Problem details. Only lines containing the word "TOLERANCE" belong in the answer; copy each one from the records.

Listed entries.

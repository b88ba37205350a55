//! Battery dispatch optimization over the forecast horizon.

mod optimizer;
mod soc_grid;
mod solution_space;
mod transition;

use serde::Serialize;

pub use self::{
    optimizer::{Optimizer, OptimizerBuilder},
    soc_grid::{EnergyLevel, SocGrid},
};
use crate::{
    forecast::effective_confidence,
    interval::Interval,
    quantity::{cost::Cost, energy::KilowattHours, power::Kilowatts, rate::KilowattHourRate},
};

#[derive(Copy, Clone, Debug, PartialEq, Eq, thiserror::Error)]
pub enum Infeasibility {
    #[error("negative consumption")]
    NegativeConsumption,

    #[error("negative solar production")]
    NegativeSolar,

    #[error("non-finite input")]
    NonFinite,

    #[error("no battery move satisfies the constraints")]
    NoTransition,
}

#[derive(Copy, Clone, Debug, PartialEq, Eq, thiserror::Error)]
#[error("no feasible dispatch at slot #{slot}: {reason}")]
pub struct InfeasibleHorizonError {
    pub slot: usize,
    pub reason: Infeasibility,
}

/// Battery, grid, and solar flows for one slot.
#[derive(Clone, Debug, Serialize)]
pub struct DispatchDecision {
    pub interval: Interval,
    pub tariff_rate: KilowattHourRate,

    #[serde(rename = "consumption_kw")]
    pub consumption: Kilowatts,

    /// Available solar production.
    #[serde(rename = "solar_kw")]
    pub solar: Kilowatts,

    #[serde(rename = "grid_draw_kw")]
    pub grid_draw: Kilowatts,

    /// Positive is charging, negative is discharging.
    #[serde(rename = "battery_flow_kw")]
    pub battery_flow: Kilowatts,

    #[serde(rename = "solar_used_kw")]
    pub solar_used: Kilowatts,

    #[serde(rename = "solar_exported_kw")]
    pub solar_exported: Kilowatts,

    #[serde(rename = "soc_before_kwh")]
    pub soc_before: KilowattHours,

    #[serde(rename = "soc_after_kwh")]
    pub soc_after: KilowattHours,

    pub cost: Cost,

    /// Forecast confidence of the slot.
    #[serde(skip_serializing_if = "Option::is_none")]
    pub confidence: Option<f64>,
}

impl DispatchDecision {
    pub fn battery_charge(&self) -> Kilowatts {
        self.battery_flow.max(Kilowatts::ZERO)
    }

    pub fn battery_discharge(&self) -> Kilowatts {
        (-self.battery_flow).max(Kilowatts::ZERO)
    }

    #[must_use]
    pub fn effective_confidence(&self) -> f64 {
        effective_confidence(self.confidence)
    }

    /// Supply minus demand, zero for a balanced slot.
    pub fn power_imbalance(&self) -> Kilowatts {
        self.solar_used + self.grid_draw + self.battery_discharge()
            - self.consumption
            - self.battery_charge()
    }
}

#[must_use]
#[derive(Clone, Debug, Default, Serialize)]
pub struct DispatchPlan {
    pub decisions: Vec<DispatchDecision>,

    /// Sum of the decision costs.
    pub total_cost: Cost,

    /// Cost of the same horizon with the battery left idle.
    pub baseline_cost: Cost,
}

impl DispatchPlan {
    /// Savings brought by the battery.
    pub fn battery_savings(&self) -> Cost {
        self.baseline_cost - self.total_cost
    }

    /// State of charge at the end of the horizon, if the plan is not empty.
    #[must_use]
    pub fn final_soc(&self) -> Option<KilowattHours> {
        self.decisions.last().map(|decision| decision.soc_after)
    }
}
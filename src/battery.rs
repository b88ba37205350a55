use serde::{Deserialize, Serialize};

use crate::quantity::{energy::KilowattHours, power::Kilowatts};

#[derive(Clone, Debug, PartialEq, Eq, thiserror::Error)]
pub enum InvalidBatteryError {
    #[error("energy values must be finite and non-negative")]
    NegativeEnergy,

    #[error("power limits must be finite and non-negative")]
    NegativePower,

    #[error("round-trip efficiency must be in (0, 1]")]
    Efficiency,

    #[error("expected min SoC ≤ current SoC ≤ max SoC ≤ capacity")]
    StateOfCharge,
}

/// Battery parameters and its current state of charge.
#[derive(Copy, Clone, Debug, PartialEq, Serialize, Deserialize)]
pub struct BatteryState {
    #[serde(rename = "capacity_kwh")]
    pub capacity: KilowattHours,

    #[serde(rename = "min_soc_kwh")]
    pub min_soc: KilowattHours,

    #[serde(rename = "max_soc_kwh")]
    pub max_soc: KilowattHours,

    #[serde(rename = "max_charge_kw")]
    pub max_charge: Kilowatts,

    #[serde(rename = "max_discharge_kw")]
    pub max_discharge: Kilowatts,

    pub round_trip_efficiency: f64,

    #[serde(rename = "current_soc_kwh")]
    pub current_soc: KilowattHours,
}

impl Default for BatteryState {
    fn default() -> Self {
        Self::NONE
    }
}

impl BatteryState {
    /// Absent battery: zero capacity and no power.
    pub const NONE: Self = Self {
        capacity: KilowattHours::ZERO,
        min_soc: KilowattHours::ZERO,
        max_soc: KilowattHours::ZERO,
        max_charge: Kilowatts::ZERO,
        max_discharge: Kilowatts::ZERO,
        round_trip_efficiency: 1.0,
        current_soc: KilowattHours::ZERO,
    };

    pub fn validate(&self) -> Result<(), InvalidBatteryError> {
        let energies = [self.capacity, self.min_soc, self.max_soc, self.current_soc];
        if energies.iter().any(|energy| !energy.is_finite() || energy.0 < 0.0) {
            return Err(InvalidBatteryError::NegativeEnergy);
        }
        let powers = [self.max_charge, self.max_discharge];
        if powers.iter().any(|power| !power.is_finite() || power.0 < 0.0) {
            return Err(InvalidBatteryError::NegativePower);
        }
        if !(self.round_trip_efficiency > 0.0 && self.round_trip_efficiency <= 1.0) {
            return Err(InvalidBatteryError::Efficiency);
        }
        if !(self.min_soc <= self.current_soc
            && self.current_soc <= self.max_soc
            && self.max_soc <= self.capacity)
        {
            return Err(InvalidBatteryError::StateOfCharge);
        }
        Ok(())
    }

    /// One-way efficiency, the round-trip loss is split evenly between charging and discharging.
    #[must_use]
    pub fn one_way_efficiency(&self) -> f64 {
        self.round_trip_efficiency.sqrt()
    }

    #[must_use]
    pub fn with_current_soc(mut self, current_soc: KilowattHours) -> Self {
        self.current_soc = current_soc;
        self
    }
}
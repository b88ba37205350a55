use std::fmt::{Debug, Display, Formatter};

use crate::quantity::Quantity;

/// Amount of money in the tariff currency.
pub type Cost = Quantity<0, 0, 1>;

impl Cost {
    /// Amounts smaller than this are noise of the cost accounting.
    pub const TOLERANCE: Self = Self(1e-6);

    /// Round the cost to [mills][1].
    ///
    /// [1]: https://en.wikipedia.org/wiki/Mill_(currency)
    #[must_use]
    pub fn round_to_mills(self) -> Self {
        Self((self.0 * 1000.0).round() / 1000.0)
    }

    #[must_use]
    pub fn is_negligible(self) -> bool {
        self.0.abs() < Self::TOLERANCE.0
    }

    /// Round to mills and clamp the accounting noise to zero.
    #[must_use]
    pub fn settle(self) -> Self {
        let cost = self.round_to_mills();
        if cost.is_negligible() { Self::ZERO } else { cost }
    }
}

impl Display for Cost {
    fn fmt(&self, f: &mut Formatter<'_>) -> std::fmt::Result {
        write!(f, "{:.2}", self.0)
    }
}

impl Debug for Cost {
    fn fmt(&self, f: &mut Formatter<'_>) -> std::fmt::Result {
        write!(f, "{:?}", self.0)
    }
}

#[cfg(test)]
mod tests {
    use approx::assert_abs_diff_eq;

    use super::*;

    #[test]
    fn test_round_to_mills() {
        assert_abs_diff_eq!(Cost::from(0.0015).round_to_mills().0, 0.002);
    }

    #[test]
    fn test_settle() {
        assert_eq!(Cost::from(-0.000_4).settle(), Cost::ZERO);
        assert_eq!(Cost::from(1e-9).settle(), Cost::ZERO);
        assert_abs_diff_eq!(Cost::from(12.345_6).settle().0, 12.346);
    }
}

Answer.
    pub const TOLERANCE: Self = Self(1e-6);
        self.0.abs() < Self::TOLERANCE.0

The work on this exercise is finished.